Task details:
Each entry, from beginning to end, is to be transcribed verbatim.

Collected data entries:
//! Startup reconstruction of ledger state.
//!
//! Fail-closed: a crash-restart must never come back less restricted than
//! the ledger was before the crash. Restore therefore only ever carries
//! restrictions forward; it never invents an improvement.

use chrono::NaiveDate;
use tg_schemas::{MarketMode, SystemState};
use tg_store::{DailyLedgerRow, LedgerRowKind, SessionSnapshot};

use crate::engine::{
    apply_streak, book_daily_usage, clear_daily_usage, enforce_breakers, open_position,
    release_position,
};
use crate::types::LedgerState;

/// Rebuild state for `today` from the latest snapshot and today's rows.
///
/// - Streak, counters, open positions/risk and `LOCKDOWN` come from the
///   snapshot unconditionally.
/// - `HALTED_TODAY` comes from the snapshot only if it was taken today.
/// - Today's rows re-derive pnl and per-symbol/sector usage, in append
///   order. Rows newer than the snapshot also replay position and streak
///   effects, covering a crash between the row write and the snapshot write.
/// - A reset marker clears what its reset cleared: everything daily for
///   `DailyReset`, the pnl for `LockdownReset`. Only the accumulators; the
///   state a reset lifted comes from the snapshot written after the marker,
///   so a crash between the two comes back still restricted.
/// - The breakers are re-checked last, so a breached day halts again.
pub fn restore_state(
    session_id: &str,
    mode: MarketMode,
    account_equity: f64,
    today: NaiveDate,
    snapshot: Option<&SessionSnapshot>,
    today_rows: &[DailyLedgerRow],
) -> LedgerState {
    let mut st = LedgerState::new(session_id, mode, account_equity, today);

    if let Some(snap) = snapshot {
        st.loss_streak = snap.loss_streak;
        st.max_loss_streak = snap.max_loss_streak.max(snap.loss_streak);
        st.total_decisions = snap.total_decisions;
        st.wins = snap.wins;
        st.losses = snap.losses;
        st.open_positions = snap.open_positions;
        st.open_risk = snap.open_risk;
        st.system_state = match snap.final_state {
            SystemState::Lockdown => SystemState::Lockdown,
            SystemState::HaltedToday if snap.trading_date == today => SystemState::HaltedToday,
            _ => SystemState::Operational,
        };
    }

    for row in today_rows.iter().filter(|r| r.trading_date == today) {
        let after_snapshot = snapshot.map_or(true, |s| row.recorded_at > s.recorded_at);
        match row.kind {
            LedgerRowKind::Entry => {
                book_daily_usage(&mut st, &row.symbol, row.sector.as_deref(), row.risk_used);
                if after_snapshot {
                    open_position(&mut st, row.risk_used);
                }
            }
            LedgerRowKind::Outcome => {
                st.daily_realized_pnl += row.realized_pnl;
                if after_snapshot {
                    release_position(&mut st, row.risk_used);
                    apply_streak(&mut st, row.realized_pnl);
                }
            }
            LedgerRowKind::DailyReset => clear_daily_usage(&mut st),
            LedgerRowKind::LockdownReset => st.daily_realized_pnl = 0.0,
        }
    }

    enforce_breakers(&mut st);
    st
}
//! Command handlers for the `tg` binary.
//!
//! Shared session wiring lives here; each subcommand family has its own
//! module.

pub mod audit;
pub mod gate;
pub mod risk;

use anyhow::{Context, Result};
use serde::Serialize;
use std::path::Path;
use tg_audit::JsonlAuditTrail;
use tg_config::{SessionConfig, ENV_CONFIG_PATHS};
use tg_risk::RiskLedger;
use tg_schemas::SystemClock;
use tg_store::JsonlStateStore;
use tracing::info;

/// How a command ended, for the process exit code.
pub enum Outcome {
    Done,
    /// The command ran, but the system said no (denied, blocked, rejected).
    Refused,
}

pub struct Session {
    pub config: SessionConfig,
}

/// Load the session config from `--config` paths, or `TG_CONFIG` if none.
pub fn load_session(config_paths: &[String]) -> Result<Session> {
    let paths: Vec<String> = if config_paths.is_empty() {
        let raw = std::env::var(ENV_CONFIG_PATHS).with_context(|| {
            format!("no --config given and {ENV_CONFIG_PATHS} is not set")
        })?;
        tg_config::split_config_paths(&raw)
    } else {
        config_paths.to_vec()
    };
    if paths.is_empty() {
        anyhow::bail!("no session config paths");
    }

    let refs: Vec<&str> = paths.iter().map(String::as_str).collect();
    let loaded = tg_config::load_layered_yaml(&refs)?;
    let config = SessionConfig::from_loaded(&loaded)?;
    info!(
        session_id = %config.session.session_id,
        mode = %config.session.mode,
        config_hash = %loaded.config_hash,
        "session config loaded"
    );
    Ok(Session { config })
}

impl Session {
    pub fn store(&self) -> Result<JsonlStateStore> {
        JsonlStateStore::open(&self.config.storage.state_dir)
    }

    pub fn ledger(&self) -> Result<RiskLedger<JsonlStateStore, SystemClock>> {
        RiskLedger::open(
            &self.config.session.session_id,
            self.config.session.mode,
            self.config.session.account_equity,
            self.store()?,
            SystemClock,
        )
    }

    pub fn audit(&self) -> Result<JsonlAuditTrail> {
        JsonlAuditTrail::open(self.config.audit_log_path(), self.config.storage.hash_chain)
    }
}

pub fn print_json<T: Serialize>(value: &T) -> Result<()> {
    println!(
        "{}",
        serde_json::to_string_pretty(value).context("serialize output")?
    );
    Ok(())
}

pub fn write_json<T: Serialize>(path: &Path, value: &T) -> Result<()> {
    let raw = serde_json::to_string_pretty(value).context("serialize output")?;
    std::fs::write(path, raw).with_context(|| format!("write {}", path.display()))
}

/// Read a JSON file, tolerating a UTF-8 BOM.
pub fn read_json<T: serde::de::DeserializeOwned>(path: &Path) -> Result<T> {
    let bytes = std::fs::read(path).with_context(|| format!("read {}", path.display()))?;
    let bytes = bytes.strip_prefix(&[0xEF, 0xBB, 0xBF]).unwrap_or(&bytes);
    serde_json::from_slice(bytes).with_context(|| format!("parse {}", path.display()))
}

Expected answer:
//! Startup reconstruction of ledger state.
//!
//! Fail-closed: a crash-restart must never come back less restricted than
//! the ledger was before the crash. Restore therefore only ever carries
//! restrictions forward; it never invents an improvement.

use chrono::NaiveDate;
use tg_schemas::{MarketMode, SystemState};
use tg_store::{DailyLedgerRow, LedgerRowKind, SessionSnapshot};

use crate::engine::{
    apply_streak, book_daily_usage, clear_daily_usage, enforce_breakers, open_position,
    release_position,
};
use crate::types::LedgerState;

/// Rebuild state for `today` from the latest snapshot and today's rows.
///
/// - Streak, counters, open positions/risk and `LOCKDOWN` come from the
///   snapshot unconditionally.
/// - `HALTED_TODAY` comes from the snapshot only if it was taken today.
/// - Today's rows re-derive pnl and per-symbol/sector usage, in append
///   order. Rows newer than the snapshot also replay position and streak
///   effects, covering a crash between the row write and the snapshot write.
/// - A reset marker clears what its reset cleared: everything daily for
///   `DailyReset`, the pnl for `LockdownReset`. Only the accumulators; the
///   state a reset lifted comes from the snapshot written after the marker,
///   so a crash between the two comes back still restricted.
/// - The breakers are re-checked last, so a breached day halts again.
pub fn restore_state(
    session_id: &str,
    mode: MarketMode,
    account_equity: f64,
    today: NaiveDate,
    snapshot: Option<&SessionSnapshot>,
    today_rows: &[DailyLedgerRow],
) -> LedgerState {
    let mut st = LedgerState::new(session_id, mode, account_equity, today);

    if let Some(snap) = snapshot {
        st.loss_streak = snap.loss_streak;
        st.max_loss_streak = snap.max_loss_streak.max(snap.loss_streak);
        st.total_decisions = snap.total_decisions;
        st.wins = snap.wins;
        st.losses = snap.losses;
        st.open_positions = snap.open_positions;
        st.open_risk = snap.open_risk;
        st.system_state = match snap.final_state {
            SystemState::Lockdown => SystemState::Lockdown,
            SystemState::HaltedToday if snap.trading_date == today => SystemState::HaltedToday,
            _ => SystemState::Operational,
        };
    }

    for row in today_rows.iter().filter(|r| r.trading_date == today) {
        let after_snapshot = snapshot.map_or(true, |s| row.recorded_at > s.recorded_at);
        match row.kind {
            LedgerRowKind::Entry => {
                book_daily_usage(&mut st, &row.symbol, row.sector.as_deref(), row.risk_used);
                if after_snapshot {
                    open_position(&mut st, row.risk_used);
                }
            }
            LedgerRowKind::Outcome => {
                st.daily_realized_pnl += row.realized_pnl;
                if after_snapshot {
                    release_position(&mut st, row.risk_used);
                    apply_streak(&mut st, row.realized_pnl);
                }
            }
            LedgerRowKind::DailyReset => clear_daily_usage(&mut st),
            LedgerRowKind::LockdownReset => st.daily_realized_pnl = 0.0,
        }
    }

    enforce_breakers(&mut st);
    st
}
//! Command handlers for the `tg` binary.
//!
//! Shared session wiring lives here; each subcommand family has its own
//! module.

pub mod audit;
pub mod gate;
pub mod risk;

use anyhow::{Context, Result};
use serde::Serialize;
use std::path::Path;
use tg_audit::JsonlAuditTrail;
use tg_config::{SessionConfig, ENV_CONFIG_PATHS};
use tg_risk::RiskLedger;
use tg_schemas::SystemClock;
use tg_store::JsonlStateStore;
use tracing::info;

/// How a command ended, for the process exit code.
pub enum Outcome {
    Done,
    /// The command ran, but the system said no (denied, blocked, rejected).
    Refused,
}

pub struct Session {
    pub config: SessionConfig,
}

/// Load the session config from `--config` paths, or `TG_CONFIG` if none.
pub fn load_session(config_paths: &[String]) -> Result<Session> {
    let paths: Vec<String> = if config_paths.is_empty() {
        let raw = std::env::var(ENV_CONFIG_PATHS).with_context(|| {
            format!("no --config given and {ENV_CONFIG_PATHS} is not set")
        })?;
        tg_config::split_config_paths(&raw)
    } else {
        config_paths.to_vec()
    };
    if paths.is_empty() {
        anyhow::bail!("no session config paths");
    }

    let refs: Vec<&str> = paths.iter().map(String::as_str).collect();
    let loaded = tg_config::load_layered_yaml(&refs)?;
    let config = SessionConfig::from_loaded(&loaded)?;
    info!(
        session_id = %config.session.session_id,
        mode = %config.session.mode,
        config_hash = %loaded.config_hash,
        "session config loaded"
    );
    Ok(Session { config })
}

impl Session {
    pub fn store(&self) -> Result<JsonlStateStore> {
        JsonlStateStore::open(&self.config.storage.state_dir)
    }

    pub fn ledger(&self) -> Result<RiskLedger<JsonlStateStore, SystemClock>> {
        RiskLedger::open(
            &self.config.session.session_id,
            self.config.session.mode,
            self.config.session.account_equity,
            self.store()?,
            SystemClock,
        )
    }

    pub fn audit(&self) -> Result<JsonlAuditTrail> {
        JsonlAuditTrail::open(self.config.audit_log_path(), self.config.storage.hash_chain)
    }
}

pub fn print_json<T: Serialize>(value: &T) -> Result<()> {
    println!(
        "{}",
        serde_json::to_string_pretty(value).context("serialize output")?
    );
    Ok(())
}

pub fn write_json<T: Serialize>(path: &Path, value: &T) -> Result<()> {
    let raw = serde_json::to_string_pretty(value).context("serialize output")?;
    std::fs::write(path, raw).with_context(|| format!("write {}", path.display()))
}

/// Read a JSON file, tolerating a UTF-8 BOM.
pub fn read_json<T: serde::de::DeserializeOwned>(path: &Path) -> Result<T> {
    let bytes = std::fs::read(path).with_context(|| format!("read {}", path.display()))?;
    let bytes = bytes.strip_prefix(&[0xEF, 0xBB, 0xBF]).unwrap_or(&bytes);
    serde_json::from_slice(bytes).with_context(|| format!("parse {}", path.display()))
}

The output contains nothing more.